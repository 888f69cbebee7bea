//! Services shared by every accessor of a factory.

use std::sync::Arc;

use vp_reflect::convert::TypeConverter;
use vp_reflect::info::{ConstructorInfo, MethodInfo};
use vp_reflect::scope::TypeScope;
use vp_reflect::{ConversionError, Type, Value};
use vp_utils::CacheMap;

use crate::config::AccessConfig;
use crate::error::{AccessError, ErrorKind};
use crate::resolver::{LookupFlags, MemberResolver, TypeRelations};
use crate::segment::{Segment, tokenize};

/// Configuration, class scope, coercion rules and caches.
///
/// Accessors keep an `Arc` to the runtime that built them.
pub struct Runtime {
    config: AccessConfig,
    scope: TypeScope,
    converter: TypeConverter,
    resolver: MemberResolver,
    segments: CacheMap<Box<str>, Arc<[Segment]>>,
}

impl Runtime {
    pub fn new(config: AccessConfig, scope: TypeScope, converter: TypeConverter) -> Self {
        Self {
            resolver: MemberResolver::new(config.member_cache_capacity()),
            segments: CacheMap::new("segments", config.accessor_cache_capacity()),
            config,
            scope,
            converter,
        }
    }

    #[inline]
    pub fn config(&self) -> &AccessConfig {
        &self.config
    }

    #[inline]
    pub fn scope(&self) -> &TypeScope {
        &self.scope
    }

    #[inline]
    pub fn converter(&self) -> &TypeConverter {
        &self.converter
    }

    #[inline]
    pub fn resolver(&self) -> &MemberResolver {
        &self.resolver
    }

    /// Tokenizes `path`, caching the segments by path text.
    pub fn segments(&self, path: &Arc<str>) -> Result<Arc<[Segment]>, AccessError> {
        self.segments.get_or_try_insert_with(Box::from(&**path), || {
            tokenize(path)
                .map(Arc::from)
                .map_err(|err| ErrorKind::from(err).at(path, err.offset()))
        })
    }

    /// The best method named `name` visible on `declaring`.
    pub fn resolve_method(
        &self,
        declaring: &Type,
        name: &str,
        args: &[Option<Type>],
        statics_only: bool,
    ) -> Option<Arc<MethodInfo>> {
        let flags = LookupFlags {
            require_exact: false,
            statics_only,
        };
        self.resolver.resolve_method(
            declaring,
            name,
            args,
            flags,
            || self.scope.methods_named(declaring, name, statics_only),
            self,
        )
    }

    /// The best constructor of `declaring`.
    pub fn resolve_constructor(&self, declaring: &Type, args: &[Option<Type>]) -> Option<Arc<ConstructorInfo>> {
        self.resolver
            .resolve_constructor(declaring, args, || self.scope.constructors(declaring), self)
    }

    /// `true` if `value` can be passed for `param` as is.
    pub fn accepts(&self, param: &Type, value: &Value) -> bool {
        if let Some(p) = value.primitive() {
            return param.primitive() == Some(p) || *param == Type::Object;
        }
        match value.runtime_type() {
            None => !param.is_primitive(),
            Some(source) => self.scope.is_assignable(param, &source),
        }
    }

    /// Passes `value` through, or converts it to `param`.
    pub fn coerce(&self, value: Value, param: &Type) -> Result<Value, ConversionError> {
        if self.accepts(param, &value) {
            Ok(value)
        } else {
            self.converter.convert(&value, param)
        }
    }

    /// Forgets member lookups involving `ty` and every resolved class name.
    pub fn invalidate(&self, ty: &Type) {
        self.resolver.invalidate(ty);
        self.scope.invalidate();
    }
}

impl TypeRelations for Runtime {
    #[inline]
    fn is_assignable(&self, target: &Type, source: &Type) -> bool {
        self.scope.is_assignable(target, source)
    }

    #[inline]
    fn can_convert(&self, target: &Type, source: Option<&Type>) -> bool {
        self.converter.can_convert(target, source)
    }

    #[inline]
    fn conversion_generation(&self) -> u64 {
        self.converter.generation()
    }
}

impl std::fmt::Debug for Runtime {
    fn fmt(&self, f: &mut std::fmt::Formatter<'_>) -> std::fmt::Result {
        f.debug_struct("Runtime")
            .field("config", &self.config)
            .field("scope", &self.scope)
            .field("resolver", &self.resolver)
            .field("segments", &self.segments)
            .finish_non_exhaustive()
    }
}
use crate::convert::Conversion;

/// A statically submitted conversion, see
/// [`register_conversion!`](crate::register_conversion).
pub struct ConversionRegistration {
    build: fn() -> Box<dyn Conversion>,
}

impl ConversionRegistration {
    #[inline]
    pub const fn new(build: fn() -> Box<dyn Conversion>) -> Self {
        Self { build }
    }

    #[inline]
    pub fn build(&self) -> Box<dyn Conversion> {
        (self.build)()
    }
}

inventory::collect!(ConversionRegistration);

pub(super) fn registrations() -> impl Iterator<Item = &'static ConversionRegistration> {
    inventory::iter::<ConversionRegistration>.into_iter()
}

/// Submits a conversion to [`TypeConverter::auto_register`].
///
/// The argument is a `fn() -> Box<dyn Conversion>`.
///
/// [`TypeConverter::auto_register`]: crate::convert::TypeConverter::auto_register
#[macro_export]
macro_rules! register_conversion {
    ($build:expr) => {
        $crate::__macro_exports::inventory::submit! {
            $crate::convert::ConversionRegistration::new($build)
        }
    };
}
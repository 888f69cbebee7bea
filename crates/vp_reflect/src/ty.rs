//! Runtime type handles.

use std::borrow::Cow;
use std::fmt;
use std::sync::Arc;

// -----------------------------------------------------------------------------
// Primitive

/// The primitive value kinds of the expression language.
///
/// Every primitive also has a boxed counterpart ([`Type::Boxed`]) that may
/// hold `null`.
#[derive(Debug, Clone, Copy, PartialEq, Eq, PartialOrd, Ord, Hash)]
pub enum Primitive {
    Bool,
    Char,
    Byte,
    Short,
    Int,
    Long,
    Float,
    Double,
}

impl Primitive {
    /// All primitive kinds, in declaration order.
    pub const ALL: [Primitive; 8] = [
        Self::Bool,
        Self::Char,
        Self::Byte,
        Self::Short,
        Self::Int,
        Self::Long,
        Self::Float,
        Self::Double,
    ];

    /// The keyword naming the unboxed form, e.g. `int`.
    pub const fn name(self) -> &'static str {
        match self {
            Self::Bool => "boolean",
            Self::Char => "char",
            Self::Byte => "byte",
            Self::Short => "short",
            Self::Int => "int",
            Self::Long => "long",
            Self::Float => "float",
            Self::Double => "double",
        }
    }

    /// The canonical path of the boxed form, e.g. `core.Integer`.
    pub const fn boxed_path(self) -> &'static str {
        match self {
            Self::Bool => "core.Boolean",
            Self::Char => "core.Character",
            Self::Byte => "core.Byte",
            Self::Short => "core.Short",
            Self::Int => "core.Integer",
            Self::Long => "core.Long",
            Self::Float => "core.Float",
            Self::Double => "core.Double",
        }
    }

    /// Parses a primitive keyword.
    pub fn from_name(name: &str) -> Option<Self> {
        Self::ALL.into_iter().find(|p| p.name() == name)
    }

    /// Returns `true` for the members of the numeric tower
    /// (`byte`, `short`, `int`, `long`, `float`, `double`).
    #[inline]
    pub const fn is_numeric(self) -> bool {
        !matches!(self, Self::Bool | Self::Char)
    }

    /// Returns `true` for `byte`, `short`, `int` and `long`.
    #[inline]
    pub const fn is_integral(self) -> bool {
        matches!(self, Self::Byte | Self::Short | Self::Int | Self::Long)
    }
}

// -----------------------------------------------------------------------------
// Type

/// A cheap, comparable handle naming a runtime type.
///
/// Handles never own member tables. Members are looked up through a
/// [`TypeScope`](crate::scope::TypeScope) which maps a handle to its
/// registered [`TypeInfo`](crate::info::TypeInfo).
///
/// # Examples
///
/// ```
/// use vp_reflect::ty::{Primitive, Type};
///
/// assert_eq!(Type::INT.boxed(), Type::Boxed(Primitive::Int));
/// assert_eq!(Type::from_path("core.Integer"), Type::Boxed(Primitive::Int));
/// assert_eq!(Type::from_path("int[]"), Type::array_of(Type::INT));
/// assert_eq!(Type::named("demo.Person").simple_name(), "Person");
/// ```
#[derive(Debug, Clone, PartialEq, Eq, Hash)]
pub enum Type {
    /// The return type of methods producing nothing.
    Void,
    /// An unboxed primitive, which can never be `null`.
    Primitive(Primitive),
    /// The boxed form of a primitive.
    Boxed(Primitive),
    /// The top type every non-primitive type is assignable to.
    Object,
    String,
    /// The ordered list container.
    List,
    /// The key/value map container.
    Map,
    /// The meta type of type objects.
    Class,
    Array(Arc<Type>),
    /// A registered host class, by path.
    Named(Arc<str>),
}

impl Type {
    pub const BOOL: Type = Type::Primitive(Primitive::Bool);
    pub const CHAR: Type = Type::Primitive(Primitive::Char);
    pub const BYTE: Type = Type::Primitive(Primitive::Byte);
    pub const SHORT: Type = Type::Primitive(Primitive::Short);
    pub const INT: Type = Type::Primitive(Primitive::Int);
    pub const LONG: Type = Type::Primitive(Primitive::Long);
    pub const FLOAT: Type = Type::Primitive(Primitive::Float);
    pub const DOUBLE: Type = Type::Primitive(Primitive::Double);

    /// Creates a handle for a registered host class.
    #[inline]
    pub fn named(path: impl Into<Arc<str>>) -> Self {
        Self::Named(path.into())
    }

    /// Creates an array type with the given element type.
    #[inline]
    pub fn array_of(elem: Type) -> Self {
        Self::Array(Arc::new(elem))
    }

    /// Returns `true` for unboxed primitives and `void`.
    #[inline]
    pub fn is_primitive(&self) -> bool {
        matches!(self, Self::Primitive(_) | Self::Void)
    }

    #[inline]
    pub fn is_array(&self) -> bool {
        matches!(self, Self::Array(_))
    }

    /// Returns `true` if this is a numeric primitive or its boxed form.
    #[inline]
    pub fn is_numeric(&self) -> bool {
        self.primitive().is_some_and(Primitive::is_numeric)
    }

    /// The primitive kind of a primitive or boxed type.
    #[inline]
    pub fn primitive(&self) -> Option<Primitive> {
        match self {
            Self::Primitive(p) | Self::Boxed(p) => Some(*p),
            _ => None,
        }
    }

    /// Returns the boxed form of a primitive type, or a clone of `self`.
    pub fn boxed(&self) -> Type {
        match self {
            Self::Primitive(p) => Self::Boxed(*p),
            other => other.clone(),
        }
    }

    /// Returns the primitive form of a boxed type, or a clone of `self`.
    pub fn unboxed(&self) -> Type {
        match self {
            Self::Boxed(p) => Self::Primitive(*p),
            other => other.clone(),
        }
    }

    /// Element type of an array type.
    pub fn element(&self) -> Option<&Type> {
        match self {
            Self::Array(elem) => Some(elem),
            _ => None,
        }
    }

    /// The canonical path, as used for registry lookups.
    pub fn path(&self) -> Cow<'_, str> {
        match self {
            Self::Void => Cow::Borrowed("void"),
            Self::Primitive(p) => Cow::Borrowed(p.name()),
            Self::Boxed(p) => Cow::Borrowed(p.boxed_path()),
            Self::Object => Cow::Borrowed("core.Object"),
            Self::String => Cow::Borrowed("core.String"),
            Self::List => Cow::Borrowed("core.List"),
            Self::Map => Cow::Borrowed("core.Map"),
            Self::Class => Cow::Borrowed("core.Class"),
            Self::Array(elem) => Cow::Owned(format!("{}[]", elem.path())),
            Self::Named(path) => Cow::Borrowed(path),
        }
    }

    /// The last `.`-separated part of the path.
    pub fn simple_name(&self) -> Cow<'_, str> {
        match self.path() {
            Cow::Borrowed(path) => Cow::Borrowed(path.rsplit('.').next().unwrap_or(path)),
            Cow::Owned(path) => match path.rsplit_once('.') {
                Some((_, name)) => Cow::Owned(name.to_owned()),
                None => Cow::Owned(path),
            },
        }
    }

    /// Inverse of [`Type::path`]. Unknown paths become [`Type::Named`].
    pub fn from_path(path: &str) -> Type {
        if let Some(elem) = path.strip_suffix("[]") {
            return Self::array_of(Self::from_path(elem));
        }
        if path == "void" {
            return Self::Void;
        }
        if let Some(p) = Primitive::from_name(path) {
            return Self::Primitive(p);
        }
        if let Some(p) = Primitive::ALL.into_iter().find(|p| p.boxed_path() == path) {
            return Self::Boxed(p);
        }
        match path {
            "core.Object" => Self::Object,
            "core.String" => Self::String,
            "core.List" => Self::List,
            "core.Map" => Self::Map,
            "core.Class" => Self::Class,
            _ => Self::Named(Arc::from(path)),
        }
    }
}

impl fmt::Display for Type {
    #[inline]
    fn fmt(&self, f: &mut fmt::Formatter<'_>) -> fmt::Result {
        f.write_str(&self.path())
    }
}

impl From<Primitive> for Type {
    #[inline]
    fn from(value: Primitive) -> Self {
        Self::Primitive(value)
    }
}

/// Formats an argument-type vector for diagnostics, e.g. `(int, null)`.
///
/// Unknown (`None`) entries are written as `null`.
pub fn format_arg_types(args: &[Option<Type>]) -> String {
    let parts: Vec<Cow<'_, str>> = args
        .iter()
        .map(|arg| match arg {
            Some(ty) => ty.path(),
            None => Cow::Borrowed("null"),
        })
        .collect();
    format!("({})", parts.join(", "))
}

// -----------------------------------------------------------------------------
// Tests

#[cfg(test)]
mod tests {
    use super::{Primitive, Type, format_arg_types};

    #[test]
    fn path_round_trips_for_core_types() {
        let types = [
            Type::Void,
            Type::INT,
            Type::Boxed(Primitive::Char),
            Type::Object,
            Type::String,
            Type::List,
            Type::Map,
            Type::Class,
            Type::array_of(Type::array_of(Type::DOUBLE)),
            Type::named("demo.Point"),
        ];
        for ty in types {
            assert_eq!(Type::from_path(&ty.path()), ty);
        }
    }

    #[test]
    fn numeric_tower_excludes_bool_and_char() {
        assert!(Type::INT.is_numeric());
        assert!(Type::Boxed(Primitive::Double).is_numeric());
        assert!(!Type::BOOL.is_numeric());
        assert!(!Type::CHAR.is_numeric());
        assert!(!Type::String.is_numeric());
    }

    #[test]
    fn simple_names() {
        assert_eq!(Type::String.simple_name(), "String");
        assert_eq!(Type::INT.simple_name(), "int");
        assert_eq!(Type::array_of(Type::named("a.B")).simple_name(), "B[]");
    }

    #[test]
    fn arg_type_formatting() {
        let args = [Some(Type::INT), None, Some(Type::String)];
        assert_eq!(format_arg_types(&args), "(int, null, core.String)");
        assert_eq!(format_arg_types(&[]), "()");
    }
}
+ + + + +
Out of the material above, select every line that holds the string "through".

    /// Passes `value` through, or converts it to `param`.
/// Handles never own member tables. Members are looked up through a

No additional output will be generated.